Craig Kilborn prepares to move from The Daily Show's anchor desk to CBS' new late-night show. Will Conan notice?

by Jesse Fox Mayshark

Craig Kilborn is sitting at a sticky green picnic table in Knoxville's World's Fair Park, running thin fingers through his famously perfect hair and talking about his new late night show on CBS.

"CBS actually did research, and based on my personality I can carry a show for 12 minutes," he says, his delivery so deadpan you might not notice he's being funny. "And that includes two commercial breaks. So we're in trouble, we're scrambling."

Then he pauses. "Um, these are my little jokes. I hope you enjoy them."

The moment neatly encapsulates Kilborn's comic approach. He's part of the post-Dave Letterman generation, comedians for whom it's not enough to merely deliver a gag line. Constantly aware of the artificiality of their relationship to the audience, they find ways to puncture it, satirize it, comment on it. You could call it post-modern, but that would be taking it too seriously. What it is, for this era at least, is hip.

That's what CBS is banking on in hiring the young, lanky, and very blond Kilborn to take over the hour—12:30 to 1:30 a.m.—that follows Letterman's show on weeknights. Letterman himself approved the choice; his production company, Worldwide Pants, controls the time slot. For the past two years, it's been filled by veteran talk host Tom Snyder. But Snyder's ratings haven't been great, and his chatty, sometimes windy style hasn't held onto younger viewers. They've instead tuned into NBC's Conan O'Brien, who has weathered a rough beginning to build a strong following in Letterman's old 12:30 a.m. spot.

"We're not competing with Conan O'Brien at this point," Kilborn insists. "He's got a five-year head start. His ratings are gonna kick my butt. What CBS wanted was this desirable young demo, this male young demo, they just want me to improve on that."

Kilborn was in town last weekend as part of a promotional tour for the new show, called simply The Late Late Show with Craig Kilborn, which debuts on Tuesday, March 30. CBS sent him around the country to cities hosting the NCAA basketball tournament. ("I just wanted to see some games," Kilborn says.)

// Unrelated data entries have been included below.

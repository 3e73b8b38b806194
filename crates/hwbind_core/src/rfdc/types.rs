use crate::bind::{ConfigField, FieldDescriptor, FieldType, ScalarKind, StructLayout, ValueKind};

/// Tile type discriminant for ADC tiles.
pub const XRFDC_ADC_TILE: u32 = 0;
/// Tile type discriminant for DAC tiles.
pub const XRFDC_DAC_TILE: u32 = 1;

/// Fine mixer mode: complex input, real output.
pub const XRF_DC_FINE_MIXER_MOD_COMPLX_TO_REAL: u32 = 0x2;
/// Coarse mixer frequency: Fs / 2.
pub const XRF_DC_COARSE_MIX_SAMPLE_FREQ_BY_TWO: u32 = 0x2;
/// Coarse mixer mode: complex to complex or real.
pub const XRF_DC_COARSE_MIX_MODE_C2C_C2R: u32 = 0x1;
/// Tile clock sourced from the internal PLL.
pub const XRF_CLK_SRC_PLL: u32 = 0x1;
/// Tile clock sourced externally.
pub const XRF_CLK_SRC_EXT: u32 = 0x2;

/// Update event: mixer settings.
pub const XRFDC_EVENT_MIXER: u32 = 0x1;
/// Update event: coarse delay.
pub const XRFDC_EVENT_CRSE_DLY: u32 = 0x2;
/// Update event: QMC settings.
pub const XRFDC_EVENT_QMC: u32 = 0x4;

/// Threshold selector for sticky clear: threshold 0.
pub const XRFDC_UPDATE_THRESHOLD_0: u32 = 0x1;
/// Threshold selector for sticky clear: threshold 1.
pub const XRFDC_UPDATE_THRESHOLD_1: u32 = 0x2;
/// Threshold selector for sticky clear: both thresholds.
pub const XRFDC_UPDATE_THRESHOLD_BOTH: u32 = 0x4;

/// Tiles per converter kind.
pub const TILE_COUNT: usize = 4;
/// Blocks per tile.
pub const BLOCK_COUNT: usize = 4;

const fn scalar(name: &'static str, kind: ScalarKind) -> FieldDescriptor {
	FieldDescriptor::new(name, FieldType::Scalar(kind))
}

/// `XRFdc_BlockStatus`.
pub static XRFDC_BLOCK_STATUS: StructLayout = StructLayout {
	name: "XRFdc_BlockStatus",
	fields: &[
		scalar("SamplingFreq", ScalarKind::F64),
		scalar("AnalogDataPathStatus", ScalarKind::U32),
		scalar("DigitalDataPathStatus", ScalarKind::U32),
		scalar("DataPathClocksStatus", ScalarKind::U8),
		scalar("IsFIFOFlagsEnabled", ScalarKind::U8),
		scalar("IsFIFOFlagsAsserted", ScalarKind::U8),
	],
};

/// `XRFdc_Mixer_Settings`.
pub static XRFDC_MIXER_SETTINGS: StructLayout = StructLayout {
	name: "XRFdc_Mixer_Settings",
	fields: &[
		scalar("Freq", ScalarKind::F64),
		scalar("PhaseOffset", ScalarKind::F64),
		scalar("EventSource", ScalarKind::U32),
		scalar("CoarseMixFreq", ScalarKind::U32),
		scalar("MixerMode", ScalarKind::U32),
		scalar("FineMixerScale", ScalarKind::U8),
		scalar("MixerType", ScalarKind::U8),
	],
};

/// `XRFdc_QMC_Settings`.
pub static XRFDC_QMC_SETTINGS: StructLayout = StructLayout {
	name: "XRFdc_QMC_Settings",
	fields: &[
		scalar("EnablePhase", ScalarKind::U32),
		scalar("EnableGain", ScalarKind::U32),
		scalar("GainCorrectionFactor", ScalarKind::F64),
		scalar("PhaseCorrectionFactor", ScalarKind::F64),
		scalar("OffsetCorrectionFactor", ScalarKind::I32),
		scalar("EventSource", ScalarKind::U32),
	],
};

/// `XRFdc_CoarseDelay_Settings`.
pub static XRFDC_COARSE_DELAY_SETTINGS: StructLayout = StructLayout {
	name: "XRFdc_CoarseDelay_Settings",
	fields: &[scalar("CoarseDelay", ScalarKind::U32), scalar("EventSource", ScalarKind::U32)],
};

/// `XRFdc_Threshold_Settings`.
pub static XRFDC_THRESHOLD_SETTINGS: StructLayout = StructLayout {
	name: "XRFdc_Threshold_Settings",
	fields: &[
		scalar("UpdateThreshold", ScalarKind::U32),
		FieldDescriptor::new("ThresholdMode", FieldType::Array(ScalarKind::U32, 2)),
		FieldDescriptor::new("ThresholdAvgVal", FieldType::Array(ScalarKind::U32, 2)),
		FieldDescriptor::new("ThresholdUnderVal", FieldType::Array(ScalarKind::U32, 2)),
		FieldDescriptor::new("ThresholdOverVal", FieldType::Array(ScalarKind::U32, 2)),
	],
};

/// `XRFdc_TileStatus`.
pub static XRFDC_TILE_STATUS: StructLayout = StructLayout {
	name: "XRFdc_TileStatus",
	fields: &[
		scalar("IsEnabled", ScalarKind::U32),
		scalar("TileState", ScalarKind::U32),
		scalar("BlockStatusMask", ScalarKind::U8),
		scalar("PowerUpState", ScalarKind::U32),
		scalar("PLLState", ScalarKind::U32),
	],
};

/// `XRFdc_IPStatus`.
pub static XRFDC_IP_STATUS: StructLayout = StructLayout {
	name: "XRFdc_IPStatus",
	fields: &[
		FieldDescriptor::new("DACTileStatus", FieldType::StructArray(&XRFDC_TILE_STATUS, TILE_COUNT)),
		FieldDescriptor::new("ADCTileStatus", FieldType::StructArray(&XRFDC_TILE_STATUS, TILE_COUNT)),
		scalar("State", ScalarKind::U32),
	],
};

const TILE_CONFIG_FIELDS: &[FieldDescriptor] = &[
	scalar("Enable", ScalarKind::U32),
	scalar("PLLEnable", ScalarKind::U32),
	scalar("SamplingRate", ScalarKind::F64),
	scalar("RefClkFreq", ScalarKind::F64),
	scalar("FabClkFreq", ScalarKind::F64),
];

/// `XRFdc_DACTile_Config`.
pub static XRFDC_DAC_TILE_CONFIG: StructLayout = StructLayout {
	name: "XRFdc_DACTile_Config",
	fields: TILE_CONFIG_FIELDS,
};

/// `XRFdc_ADCTile_Config`.
pub static XRFDC_ADC_TILE_CONFIG: StructLayout = StructLayout {
	name: "XRFdc_ADCTile_Config",
	fields: TILE_CONFIG_FIELDS,
};

/// `XRFdc_Config`.
pub static XRFDC_CONFIG: StructLayout = StructLayout {
	name: "XRFdc_Config",
	fields: &[
		scalar("DeviceId", ScalarKind::U32),
		scalar("BaseAddr", ScalarKind::U64),
		scalar("ADCType", ScalarKind::U32),
		scalar("MasterADCTile", ScalarKind::U32),
		scalar("MasterDACTile", ScalarKind::U32),
		scalar("ADCSysRefSource", ScalarKind::U32),
		scalar("DACSysRefSource", ScalarKind::U32),
		scalar("IPType", ScalarKind::U32),
		FieldDescriptor::new("DACTile_Config", FieldType::StructArray(&XRFDC_DAC_TILE_CONFIG, TILE_COUNT)),
		FieldDescriptor::new("ADCTile_Config", FieldType::StructArray(&XRFDC_ADC_TILE_CONFIG, TILE_COUNT)),
	],
};

/// Top-level `XRFdc_Config` fields and their descriptor keys.
pub const CONFIG_FIELDS: &[ConfigField] = &[
	ConfigField::new("ADCType", "C_High_Speed_ADC", ValueKind::Int),
	ConfigField::new("MasterADCTile", "C_Sysref_Master", ValueKind::Int),
	ConfigField::new("MasterDACTile", "C_Sysref_Master", ValueKind::Int),
	ConfigField::new("ADCSysRefSource", "C_Sysref_Source", ValueKind::Int),
	ConfigField::new("DACSysRefSource", "C_Sysref_Source", ValueKind::Int),
	ConfigField::new("IPType", "C_IP_Type", ValueKind::Int),
];

/// Per-tile `XRFdc_ADCTile_Config` fields.
pub const ADC_TILE_FIELDS: &[ConfigField] = &[
	ConfigField::new("Enable", "C_ADC{}_Enable", ValueKind::Int),
	ConfigField::new("PLLEnable", "C_ADC{}_PLL_Enable", ValueKind::Int),
	ConfigField::new("SamplingRate", "C_ADC{}_Sampling_Rate", ValueKind::Float),
	ConfigField::new("RefClkFreq", "C_ADC{}_Refclk_Freq", ValueKind::Float),
	ConfigField::new("FabClkFreq", "C_ADC{}_Fabric_Freq", ValueKind::Float),
];

/// Per-tile `XRFdc_DACTile_Config` fields.
pub const DAC_TILE_FIELDS: &[ConfigField] = &[
	ConfigField::new("Enable", "C_DAC{}_Enable", ValueKind::Int),
	ConfigField::new("PLLEnable", "C_DAC{}_PLL_Enable", ValueKind::Int),
	ConfigField::new("SamplingRate", "C_DAC{}_Sampling_Rate", ValueKind::Float),
	ConfigField::new("RefClkFreq", "C_DAC{}_Refclk_Freq", ValueKind::Float),
	ConfigField::new("FabClkFreq", "C_DAC{}_Fabric_Freq", ValueKind::Float),
];
use std::collections::BTreeMap;

use serde::Serialize;

use crate::bind::value::Value;
use crate::bind::{BindError, Result};

/// Parsed descriptor parameter.
#[derive(Debug, Clone, PartialEq, Serialize)]
#[serde(untagged)]
pub enum ParamValue {
	/// Integer scalar.
	Int(i64),
	/// Floating point scalar.
	Float(f64),
	/// Ordered integer list.
	List(Vec<i64>),
}

impl ParamValue {
	/// List view; a scalar integer is a one-element list.
	pub fn as_list(&self) -> Option<Vec<i64>> {
		match self {
			Self::Int(value) => Some(vec![*value]),
			Self::List(items) => Some(items.clone()),
			Self::Float(_) => None,
		}
	}
}

impl From<&ParamValue> for Value {
	fn from(value: &ParamValue) -> Self {
		match value {
			ParamValue::Int(raw) => Value::I64(*raw),
			ParamValue::Float(raw) => Value::F64(*raw),
			ParamValue::List(items) => Value::Array(items.iter().copied().map(Value::I64).collect()),
		}
	}
}

/// Target shape of one descriptor value.
#[derive(Debug, Clone, Copy, PartialEq, Eq)]
pub enum ValueKind {
	/// Single number coerced to an integer.
	Int,
	/// Single number coerced to a float.
	Float,
	/// `{a, b, ...}` of integers.
	IntList,
	/// `{0x.., 0x.., ...}` of hex literals.
	HexList,
}

/// Flat key table.
pub type ParsedConfig = BTreeMap<String, ParamValue>;

/// Parameters of one named code.
pub type CodeParams = BTreeMap<String, ParamValue>;

/// Named code parameter sets in descriptor order.
#[derive(Debug, Clone, Default, PartialEq, Serialize)]
pub struct CodeTable {
	entries: Vec<(String, CodeParams)>,
}

impl CodeTable {
	/// Parameters for `name`.
	pub fn get(&self, name: &str) -> Option<&CodeParams> {
		self.entries.iter().find(|(entry, _)| entry == name).map(|(_, params)| params)
	}

	/// Code names in descriptor order.
	pub fn names(&self) -> impl Iterator<Item = &str> {
		self.entries.iter().map(|(name, _)| name.as_str())
	}

	/// Entries in descriptor order.
	pub fn iter(&self) -> impl Iterator<Item = (&str, &CodeParams)> {
		self.entries.iter().map(|(name, params)| (name.as_str(), params))
	}

	/// Number of codes.
	pub fn len(&self) -> usize {
		self.entries.len()
	}

	/// Whether the table has no codes.
	pub fn is_empty(&self) -> bool {
		self.entries.is_empty()
	}

	fn insert(&mut self, name: &str, params: CodeParams) {
		match self.entries.iter_mut().find(|(entry, _)| entry == name) {
			Some((_, slot)) => *slot = params,
			None => self.entries.push((name.to_owned(), params)),
		}
	}
}

/// Parse one descriptor value as `kind`. The whole text must be consumed.
pub fn parse_value(kind: ValueKind, text: &str) -> Result<ParamValue> {
	let mut scan = Scanner::new(text);
	let value = match kind {
		ValueKind::Int => ParamValue::Int(scan.number()?.to_int(&scan)?),
		ValueKind::Float => ParamValue::Float(scan.number()?.to_float()),
		ValueKind::IntList => ParamValue::List(scan.comma_list(None)?),
		ValueKind::HexList => ParamValue::List(scan.comma_list(Some(LiteralKind::Hex))?),
	};
	scan.finish()?;
	Ok(value)
}

/// Parse a flat `Key value` table. A one-element brace group binds a scalar.
pub fn parse_config_table(text: &str) -> Result<ParsedConfig> {
	let mut scan = Scanner::new(text);
	let mut table = ParsedConfig::new();
	while !scan.at_end() {
		let key = scan.ident()?;
		let value = if scan.peek() == Some(b'{') {
			let mut items = scan.comma_list(None)?;
			match items.len() {
				1 => ParamValue::Int(items.remove(0)),
				_ => ParamValue::List(items),
			}
		} else {
			scan.number()?.to_param(&scan)?
		};
		table.insert(key.to_owned(), value);
	}
	Ok(table)
}

/// Parse a nested `Name { key value ... }` code table.
pub fn parse_code_table(text: &str) -> Result<CodeTable> {
	let mut scan = Scanner::new(text);
	let mut table = CodeTable::default();
	while !scan.at_end() {
		let name = scan.ident()?;
		scan.expect(b'{', "'{'")?;
		let mut params = CodeParams::new();
		while !scan.eat(b'}') {
			let key = scan.ident()?;
			let value = if scan.peek() == Some(b'{') {
				ParamValue::List(scan.space_list()?)
			} else {
				ParamValue::Int(scan.number()?.to_int(&scan)?)
			};
			params.insert(key.to_owned(), value);
		}
		table.insert(name, params);
	}
	Ok(table)
}

#[derive(Debug, Clone, Copy, PartialEq, Eq)]
enum LiteralKind {
	Hex,
	Decimal,
}

impl LiteralKind {
	fn expected(self) -> &'static str {
		match self {
			Self::Hex => "hex literal",
			Self::Decimal => "decimal literal",
		}
	}
}

#[derive(Debug, Clone, Copy)]
struct Literal<'a> {
	kind: LiteralKind,
	text: &'a str,
	start: usize,
}

impl Literal<'_> {
	fn is_integral_text(&self) -> bool {
		self.kind == LiteralKind::Hex || !self.text.contains(['.', 'e', 'E'])
	}

	fn to_int(self, scan: &Scanner<'_>) -> Result<i64> {
		let fail = || scan.error_at(self.start, "integer");
		match self.kind {
			LiteralKind::Hex => {
				let raw = u64::from_str_radix(&self.text[2..], 16).map_err(|_| fail())?;
				i64::try_from(raw).map_err(|_| fail())
			}
			LiteralKind::Decimal if self.is_integral_text() => self.text.parse::<i64>().map_err(|_| fail()),
			LiteralKind::Decimal => {
				let value = self.to_float();
				if value.fract() != 0.0 || !value.is_finite() || value.abs() >= i64::MAX as f64 {
					return Err(fail());
				}
				Ok(value as i64)
			}
		}
	}

	fn to_float(self) -> f64 {
		match self.kind {
			LiteralKind::Hex => u64::from_str_radix(&self.text[2..], 16).map_or(f64::INFINITY, |raw| raw as f64),
			LiteralKind::Decimal => self.text.parse::<f64>().unwrap_or(f64::NAN),
		}
	}

	fn to_param(self, scan: &Scanner<'_>) -> Result<ParamValue> {
		if self.is_integral_text() {
			self.to_int(scan).map(ParamValue::Int)
		} else {
			Ok(ParamValue::Float(self.to_float()))
		}
	}
}

/// Whitespace-insensitive cursor over descriptor text.
struct Scanner<'a> {
	text: &'a str,
	pos: usize,
}

impl<'a> Scanner<'a> {
	fn new(text: &'a str) -> Self {
		let mut scan = Self { text, pos: 0 };
		scan.skip_ws();
		scan
	}

	fn bytes(&self) -> &'a [u8] {
		self.text.as_bytes()
	}

	fn skip_ws(&mut self) {
		while self.bytes().get(self.pos).is_some_and(u8::is_ascii_whitespace) {
			self.pos += 1;
		}
	}

	fn at_end(&self) -> bool {
		self.pos >= self.text.len()
	}

	fn peek(&self) -> Option<u8> {
		self.bytes().get(self.pos).copied()
	}

	fn eat(&mut self, byte: u8) -> bool {
		if self.peek() != Some(byte) {
			return false;
		}
		self.pos += 1;
		self.skip_ws();
		true
	}

	fn expect(&mut self, byte: u8, expected: &'static str) -> Result<()> {
		if self.eat(byte) { Ok(()) } else { Err(self.error(expected)) }
	}

	fn finish(&self) -> Result<()> {
		if self.at_end() { Ok(()) } else { Err(self.error("end of input")) }
	}

	fn error(&self, expected: &'static str) -> BindError {
		self.error_at(self.pos, expected)
	}

	fn error_at(&self, position: usize, expected: &'static str) -> BindError {
		BindError::ConfigParse { position, expected }
	}

	fn take_while(&mut self, pred: impl Fn(u8) -> bool) -> usize {
		let start = self.pos;
		while self.peek().is_some_and(&pred) {
			self.pos += 1;
		}
		self.pos - start
	}

	fn ident(&mut self) -> Result<&'a str> {
		let start = self.pos;
		if self.take_while(|byte| byte.is_ascii_alphanumeric() || byte == b'_') == 0 {
			return Err(self.error("identifier"));
		}
		let ident = &self.text[start..self.pos];
		self.skip_ws();
		Ok(ident)
	}

	fn number(&mut self) -> Result<Literal<'a>> {
		let start = self.pos;
		let rest = &self.bytes()[start..];

		let kind = if rest.starts_with(b"0x") && rest.get(2).is_some_and(u8::is_ascii_hexdigit) {
			self.pos += 2;
			self.take_while(|byte| byte.is_ascii_hexdigit());
			LiteralKind::Hex
		} else {
			self.decimal()?;
			LiteralKind::Decimal
		};

		let literal = Literal {
			kind,
			text: &self.text[start..self.pos],
			start,
		};
		self.skip_ws();
		Ok(literal)
	}

	fn decimal(&mut self) -> Result<()> {
		let start = self.pos;
		if self.peek() == Some(b'-') {
			self.pos += 1;
		}
		match self.peek() {
			Some(b'0') => self.pos += 1,
			Some(b'1'..=b'9') => {
				self.take_while(|byte| byte.is_ascii_digit());
			}
			_ => {
				self.pos = start;
				return Err(self.error("number"));
			}
		}

		if self.peek() == Some(b'.') && self.bytes().get(self.pos + 1).is_some_and(u8::is_ascii_digit) {
			self.pos += 1;
			self.take_while(|byte| byte.is_ascii_digit());
		}

		if matches!(self.peek(), Some(b'e' | b'E')) {
			let mark = self.pos;
			self.pos += 1;
			if matches!(self.peek(), Some(b'+' | b'-')) {
				self.pos += 1;
			}
			if self.take_while(|byte| byte.is_ascii_digit()) == 0 {
				self.pos = mark;
			}
		}
		Ok(())
	}

	fn list_item(&mut self, kind: &mut Option<LiteralKind>) -> Result<i64> {
		let literal = self.number()?;
		match *kind {
			Some(expected) if expected != literal.kind => return Err(self.error_at(literal.start, expected.expected())),
			Some(_) => {}
			None => *kind = Some(literal.kind),
		}
		literal.to_int(self)
	}

	/// `'{' (Number (',' Number)*)? '}'`
	fn comma_list(&mut self, mut kind: Option<LiteralKind>) -> Result<Vec<i64>> {
		self.expect(b'{', "'{'")?;
		let mut items = Vec::new();
		if self.eat(b'}') {
			return Ok(items);
		}
		loop {
			items.push(self.list_item(&mut kind)?);
			if self.eat(b'}') {
				return Ok(items);
			}
			self.expect(b',', "',' or '}'")?;
		}
	}

	/// `'{' Number* '}'`
	fn space_list(&mut self) -> Result<Vec<i64>> {
		self.expect(b'{', "'{'")?;
		let mut kind = None;
		let mut items = Vec::new();
		while !self.eat(b'}') {
			if self.at_end() {
				return Err(self.error("'}'"));
			}
			items.push(self.list_item(&mut kind)?);
		}
		Ok(items)
	}
}

#[cfg(test)]
mod tests;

It was a natural fit. At 6 feet, 4 inches, Kilborn was a basketball star in high school and played college ball for Montana State University (although not, by his own admission, particularly well). His first visit to Knoxville was on an MSU trip to the Vol Classic tournament, which he mostly remembers because current Utah Jazz great Karl Malone was also here that year, playing for Louisiana Tech. Not surprisingly, Kilborn's first big break in broadcasting was sports-related; he was an anchor for ESPN's popular, irreverent SportsCenter. He used the gig to hone his on-air personality, two parts puckish smart-ass and one part goofball. Some of his ESPN catchphrases—"Once, twice, three times a goalie," "Good wood, solid spank, major league crank"—are still in use among aficionados.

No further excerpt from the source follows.